• [ASSIGNMENT]: All lines in the records that carry the string "holds" are to be shown.

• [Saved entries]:
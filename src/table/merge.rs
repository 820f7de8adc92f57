use super::Table;
use crate::error::{CatalogError, Result};
use crate::processing_log::is_processing_log_enabled;
use crate::propagation;
use crate::variable::{Scalar, Series, Variable};
use log::debug;
use serde::{Deserialize, Serialize};
use std::collections::{HashMap, HashSet};

#[derive(Debug, Clone, Copy, PartialEq, Eq, Hash, Serialize, Deserialize)]
#[serde(rename_all = "lowercase")]
pub enum JoinHow {
    Inner,
    Left,
    Outer,
}

type RowPair = (Option<usize>, Option<usize>);

impl Table {
    /// Joins `self` with `right` on the `on` columns.
    ///
    /// Left rows keep their order (right matches follow each left row); an
    /// outer join sorts the result by key. Key columns carry the left side's
    /// metadata; overlapping non-key columns are suffixed `_x` and `_y`.
    pub fn merge(&self, right: &Table, on: &[&str], how: JoinHow) -> Result<Table> {
        if on.is_empty() {
            return Err(CatalogError::InvalidArgument("merge needs at least one key column".into()));
        }
        let left_keys = self.get_all(on)?;
        let right_keys = right.get_all(on)?;
        let logging = is_processing_log_enabled();

        let pairs = Self::join_rows(&left_keys, self.n_rows(), &right_keys, right.n_rows(), how);
        let left_rows: Vec<Option<usize>> = pairs.iter().map(|p| p.0).collect();
        let right_rows: Vec<Option<usize>> = pairs.iter().map(|p| p.1).collect();

        let mut columns = Vec::new();
        for (left_key, right_key) in left_keys.iter().zip(&right_keys) {
            let scalars = pairs
                .iter()
                .map(|&(l, r)| match (l, r) {
                    (Some(l), _) => left_key.values.get(l),
                    (None, Some(r)) => right_key.values.get(r),
                    (None, None) => Scalar::Null,
                })
                .collect();
            columns.push(Variable {
                name: left_key.name.clone(),
                values: Series::from_scalars(scalars, left_key.values.dtype()),
                metadata: left_key.metadata.clone(),
            });
        }

        let left_names: HashSet<&str> = self.column_names().into_iter().collect();
        let right_names: HashSet<&str> = right.column_names().into_iter().collect();
        let sides = [(self, &left_rows, &right_names, "_x"), (right, &right_rows, &left_names, "_y")];
        for (table, rows, other_names, suffix) in sides {
            for var in table.columns.iter().filter(|v| !v.name().is_some_and(|n| on.contains(&n))) {
                let name = var.name().unwrap_or_default();
                let output_name =
                    if other_names.contains(name) { format!("{}{}", name, suffix) } else { name.to_string() };
                let metadata = propagation::merged_column_metadata(var, &output_name, logging);
                columns.push(Variable { name: Some(output_name), values: var.values.take(rows), metadata });
            }
        }

        let mut metadata = self.metadata.clone();
        metadata.dataset = propagation::combine_datasets([&self.metadata.dataset, &right.metadata.dataset]);
        let names: HashSet<&str> = columns.iter().filter_map(Variable::name).collect();
        let primary_key = self.primary_key.iter().filter(|k| names.contains(k.as_str())).cloned().collect();

        debug!(
            "Merged {} and {} rows on {:?} ({:?}) into {} rows",
            self.n_rows(),
            right.n_rows(),
            on,
            how,
            pairs.len()
        );
        Ok(Table { columns, primary_key, metadata })
    }

    fn join_rows(left: &[&Variable], n_left: usize, right: &[&Variable], n_right: usize, how: JoinHow) -> Vec<RowPair> {
        let mut right_index: HashMap<Vec<Scalar>, Vec<usize>> = HashMap::new();
        for row in 0..n_right {
            right_index.entry(Self::row_key(right, row)).or_default().push(row);
        }

        let mut matched = vec![false; n_right];
        let mut pairs = Vec::new();
        for row in 0..n_left {
            match right_index.get(&Self::row_key(left, row)) {
                Some(matches) => {
                    for &r in matches {
                        matched[r] = true;
                        pairs.push((Some(row), Some(r)));
                    }
                }
                None if how != JoinHow::Inner => pairs.push((Some(row), None)),
                None => {}
            }
        }

        if how == JoinHow::Outer {
            pairs.extend(matched.iter().enumerate().filter(|&(_, &m)| !m).map(|(r, _)| (None, Some(r))));
            let key = |&(l, r): &RowPair| match (l, r) {
                (Some(l), _) => Self::row_key(left, l),
                (None, Some(r)) => Self::row_key(right, r),
                (None, None) => Vec::new(),
            };
            pairs.sort_by_cached_key(key);
        }
        pairs
    }
}
impl Series {
    pub fn len(&self) -> usize {
        match self {
            Series::Float(v) => v.len(),
            Series::Int(v) => v.len(),
            Series::Bool(v) => v.len(),
            Series::Str(v) => v.len(),
        }
    }

    pub fn is_empty(&self) -> bool { self.len() == 0 }

    pub fn dtype(&self) -> DType {
        match self {
            Series::Float(_) => DType::Float,
            Series::Int(_) => DType::Int,
            Series::Bool(_) => DType::Bool,
            Series::Str(_) => DType::Str,
        }
    }

    /// A column of `len` missing values able to sit next to `dtype` values.
    pub fn nulls(dtype: DType, len: usize) -> Self {
        match dtype {
            DType::Str => Series::Str(vec![None; len]),
            _ => Series::Float(vec![f64::NAN; len]),
        }
    }

    pub fn get(&self, i: usize) -> Scalar {
        match self {
            Series::Float(v) => v.get(i).map_or(Scalar::Null, |x| Scalar::Float(*x)),
            Series::Int(v) => v.get(i).map_or(Scalar::Null, |x| Scalar::Int(*x)),
            Series::Bool(v) => v.get(i).map_or(Scalar::Null, |x| Scalar::Bool(*x)),
            Series::Str(v) => match v.get(i) {
                Some(Some(s)) => Scalar::Str(s.clone()),
                _ => Scalar::Null,
            },
        }
    }

    pub fn is_null(&self, i: usize) -> bool {
        self.get(i).is_null()
    }

    pub fn iter(&self) -> impl Iterator<Item = Scalar> + '_ {
        (0..self.len()).map(move |i| self.get(i))
    }

    /// Numeric view with missing values as `NaN`. `None` for string columns.
    pub fn to_f64(&self) -> Option<Vec<f64>> {
        match self {
            Series::Float(v) => Some(v.clone()),
            Series::Int(v) => Some(v.iter().map(|&x| x as f64).collect()),
            Series::Bool(v) => Some(v.iter().map(|&x| if x { 1.0 } else { 0.0 }).collect()),
            Series::Str(_) => None,
        }
    }

    fn numeric(&self, op: &str) -> Result<Vec<f64>> {
        self.to_f64()
            .ok_or_else(|| CatalogError::TypeMismatch(format!("'{}' is not defined for string columns", op)))
    }

    fn check_len(&self, other: &Series, op: &str) -> Result<()> {
        if self.len() != other.len() {
            return Err(CatalogError::LengthMismatch { op: op.to_string(), left: self.len(), right: other.len() });
        }
        Ok(())
    }

    pub fn binary(&self, op: BinaryOp, other: &Series) -> Result<Series> {
        self.check_len(other, op.symbol())?;
        match (self, other, op) {
            (Series::Int(a), Series::Int(b), BinaryOp::Add | BinaryOp::Sub | BinaryOp::Mul) => {
                Ok(Series::Int(kernel::apply_i64(op, a, b)))
            }
            _ => {
                let a = self.numeric(op.symbol())?;
                let b = other.numeric(op.symbol())?;
                Ok(Series::Float(kernel::apply_f64(op, &a, &b)))
            }
        }
    }

    pub fn binary_scalar(&self, op: BinaryOp, value: f64, scalar_on_left: bool) -> Result<Series> {
        let integral = value.fract() == 0.0 && value.abs() < i64::MAX as f64;
        if let (Series::Int(a), true, BinaryOp::Add | BinaryOp::Sub | BinaryOp::Mul) = (self, integral, op) {
            let b = vec![value as i64; a.len()];
            let out = if scalar_on_left { kernel::apply_i64(op, &b, a) } else { kernel::apply_i64(op, a, &b) };
            return Ok(Series::Int(out));
        }
        let a = self.numeric(op.symbol())?;
        Ok(Series::Float(kernel::apply_f64_scalar(op, &a, value, scalar_on_left)))
    }

    pub fn compare(&self, op: CompareOp, other: &Series) -> Result<Series> {
        self.check_len(other, op.symbol())?;
        let out = match (self, other) {
            (Series::Str(a), Series::Str(b)) => a
                .iter()
                .zip(b)
                .map(|(x, y)| match (x, y) {
                    (Some(x), Some(y)) => op.holds(Some(x.cmp(y))),
                    _ => op.holds(None),
                })
                .collect(),
            (Series::Str(_), _) | (_, Series::Str(_)) => {
                return Err(CatalogError::TypeMismatch(format!(
                    "cannot compare string and numeric columns with '{}'",
                    op.symbol()
                )))
            }
            _ => {
                let a = self.numeric(op.symbol())?;
                let b = other.numeric(op.symbol())?;
                a.iter().zip(&b).map(|(x, y)| op.holds(x.partial_cmp(y))).collect()
            }
        };
        Ok(Series::Bool(out))
    }

    pub fn compare_scalar(&self, op: CompareOp, value: f64) -> Result<Series> {
        let a = self.numeric(op.symbol())?;
        Ok(Series::Bool(a.iter().map(|x| op.holds(x.partial_cmp(&value))).collect()))
    }

    /// Gathers rows by position; `None` yields a missing value.
    pub fn take(&self, indices: &[Option<usize>]) -> Series {
        let has_missing = indices.iter().any(|i| i.map_or(true, |i| i >= self.len()));
        match self {
            Series::Str(v) => Series::Str(
                indices.iter().map(|i| i.and_then(|i| v.get(i).cloned().flatten())).collect(),
            ),
            Series::Int(v) if !has_missing => Series::Int(indices.iter().flatten().map(|&i| v[i]).collect()),
            Series::Bool(v) if !has_missing => Series::Bool(indices.iter().flatten().map(|&i| v[i]).collect()),
            _ => {
                let values = self.to_f64().unwrap_or_default();
                Series::Float(
                    indices
                        .iter()
                        .map(|i| i.and_then(|i| values.get(i).copied()).unwrap_or(f64::NAN))
                        .collect(),
                )
            }
        }
    }

    /// Row-wise union of several columns, promoting to a common type.
    pub fn concat(parts: &[Series]) -> Result<Series> {
        let Some(first) = parts.first() else {
            return Ok(Series::Float(Vec::new()));
        };
        let dtype = first.dtype();
        let all_same = parts.iter().all(|p| p.dtype() == dtype);
        let any_str = parts.iter().any(|p| p.dtype() == DType::Str);

        if all_same {
            return Ok(match first {
                Series::Float(_) => Series::Float(parts.iter().flat_map(|p| p.to_f64().unwrap_or_default()).collect()),
                Series::Int(_) => Series::Int(parts.iter().flat_map(|p| p.ints()).collect()),
                Series::Bool(_) => Series::Bool(parts.iter().flat_map(|p| p.bools()).collect()),
                Series::Str(_) => Series::Str(parts.iter().flat_map(|p| p.strings()).collect()),
            });
        }
        if any_str {
            // Missing-only float filler is compatible with strings.
            let only_fillers = parts.iter().all(|p| p.dtype() == DType::Str || p.all_null());
            if !only_fillers {
                return Err(CatalogError::TypeMismatch("cannot concatenate string and numeric columns".into()));
            }
            return Ok(Series::Str(
                parts
                    .iter()
                    .flat_map(|p| match p {
                        Series::Str(v) => v.clone(),
                        other => vec![None; other.len()],
                    })
                    .collect(),
            ));
        }
        Ok(Series::Float(parts.iter().flat_map(|p| p.to_f64().unwrap_or_default()).collect()))
    }

    fn ints(&self) -> Vec<i64> {
        match self { Series::Int(v) => v.clone(), _ => Vec::new() }
    }

    fn bools(&self) -> Vec<bool> {
        match self { Series::Bool(v) => v.clone(), _ => Vec::new() }
    }

    fn strings(&self) -> Vec<Option<String>> {
        match self { Series::Str(v) => v.clone(), _ => Vec::new() }
    }

    pub fn all_null(&self) -> bool {
        (0..self.len()).all(|i| self.is_null(i))
    }

    /// Keeps `self` where present and falls back to `other` where missing.
    pub fn fill_missing_from(&self, other: &Series) -> Result<Series> {
        self.check_len(other, "combine")?;
        match (self, other) {
            (Series::Int(_), _) | (Series::Bool(_), _) => Ok(self.clone()),
            (Series::Str(a), Series::Str(b)) => {
                Ok(Series::Str(a.iter().zip(b).map(|(x, y)| x.clone().or_else(|| y.clone())).collect()))
            }
            (Series::Str(a), _) if other.all_null() => Ok(Series::Str(a.clone())),
            (_, Series::Str(b)) if self.all_null() => Ok(Series::Str(b.clone())),
            (Series::Str(_), _) | (_, Series::Str(_)) => {
                Err(CatalogError::TypeMismatch("cannot combine string and numeric columns".into()))
            }
            (Series::Float(a), _) => {
                let b = other.to_f64().unwrap_or_default();
                Ok(Series::Float(a.iter().zip(&b).map(|(x, y)| if x.is_nan() { *y } else { *x }).collect()))
            }
        }
    }

    /// Builds a column from cell values; `hint` decides the type of an all-missing column.
    pub fn from_scalars(values: Vec<Scalar>, hint: DType) -> Series {
        let present = || values.iter().filter(|v| !v.is_null());
        let has_missing = values.iter().any(Scalar::is_null);

        if hint == DType::Str || present().any(|v| matches!(v, Scalar::Str(_))) {
            return Series::Str(
                values
                    .into_iter()
                    .map(|v| match v {
                        Scalar::Str(s) => Some(s),
                        v if v.is_null() => None,
                        v => Some(v.to_string()),
                    })
                    .collect(),
            );
        }
        if !has_missing && !values.is_empty() && values.iter().all(|v| matches!(v, Scalar::Int(_))) {
            return Series::Int(values.iter().filter_map(|v| match v { Scalar::Int(i) => Some(*i), _ => None }).collect());
        }
        if !has_missing && !values.is_empty() && values.iter().all(|v| matches!(v, Scalar::Bool(_))) {
            return Series::Bool(values.iter().filter_map(|v| match v { Scalar::Bool(b) => Some(*b), _ => None }).collect());
        }
        if values.is_empty() {
            return Series::nulls(hint, 0);
        }
        Series::Float(values.iter().map(|v| v.as_f64().unwrap_or(f64::NAN)).collect())
    }

    /// Reduces the rows at `rows` (all rows when `None`), skipping missing values.
    pub fn reduce(&self, reduction: Reduction, rows: Option<&[usize]>) -> Result<Scalar> {
        let picked: Vec<Scalar> = match rows {
            Some(rows) => rows.iter().map(|&i| self.get(i)).collect(),
            None => self.iter().collect(),
        };
        reduce_scalars(&picked, reduction, self.dtype())
    }

    /// Reduces across several equally long columns, row by row.
    pub fn reduce_rows(columns: &[&Series], reduction: Reduction) -> Result<Series> {
        let Some(first) = columns.first() else {
            return Ok(Series::Float(Vec::new()));
        };
        let len = first.len();
        for col in columns {
            first.check_len(col, reduction.name())?;
        }
        let dtype = if columns.iter().all(|c| c.dtype() == DType::Int) { DType::Int } else { DType::Float };
        if columns.iter().any(|c| c.dtype() == DType::Str) && !matches!(reduction, Reduction::Count | Reduction::First | Reduction::Last) {
            return Err(CatalogError::TypeMismatch(format!("'{}' is not defined for string columns", reduction.name())));
        }

        let mut out = Vec::with_capacity(len);
        for i in 0..len {
            let row: Vec<Scalar> = columns.iter().map(|c| c.get(i)).collect();
            out.push(reduce_scalars(&row, reduction, dtype)?);
        }
        let hint = if columns.iter().any(|c| c.dtype() == DType::Str) { DType::Str } else { DType::Float };
        Ok(Series::from_scalars(out, hint))
    }
}
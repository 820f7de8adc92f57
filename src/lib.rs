//! Metadata propagation for catalog tables.
//!
//! Variables and tables carry their metadata (sources, licenses, origins,
//! units, titles) through arithmetic, merges, concatenations and group-bys.
//! With processing logs enabled, every derived column also records where it
//! came from.
//!
//! With the `python` feature this crate builds the `_core` extension module.

pub mod chart;
pub mod compute;
pub mod config;
pub mod display;
pub mod download;
pub mod error;
pub mod meta;
pub mod processing_log;
pub mod propagation;
pub mod table;
pub mod variable;

#[cfg(feature = "python")]
mod bindings {
    pub mod python;
}

pub use config::CatalogConfig;
pub use error::{CatalogError, Result};
pub use meta::{DatasetMeta, License, Origin, Source, TableMeta, VariableMeta};
pub use processing_log::{
    disable_processing_log, enable_processing_log, is_processing_log_enabled, preprocess_log, target_hash,
    LogEntry, ProcessingLog,
};
pub use table::{JoinHow, Table};
pub use variable::{Scalar, Series, Variable};

#[cfg(feature = "python")]
use pyo3::prelude::*;

/// The `_core` Python module.
#[cfg(feature = "python")]
#[pymodule]
fn _core(m: &Bound<'_, PyModule>) -> PyResult<()> {
    bindings::python::register(m)
}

• [FINISHED TASK]:
                    (Some(x), Some(y)) => op.holds(Some(x.cmp(y))),
                    _ => op.holds(None),
                a.iter().zip(&b).map(|(x, y)| op.holds(x.partial_cmp(y))).collect()
        Ok(Series::Bool(a.iter().map(|x| op.holds(x.partial_cmp(&value))).collect()))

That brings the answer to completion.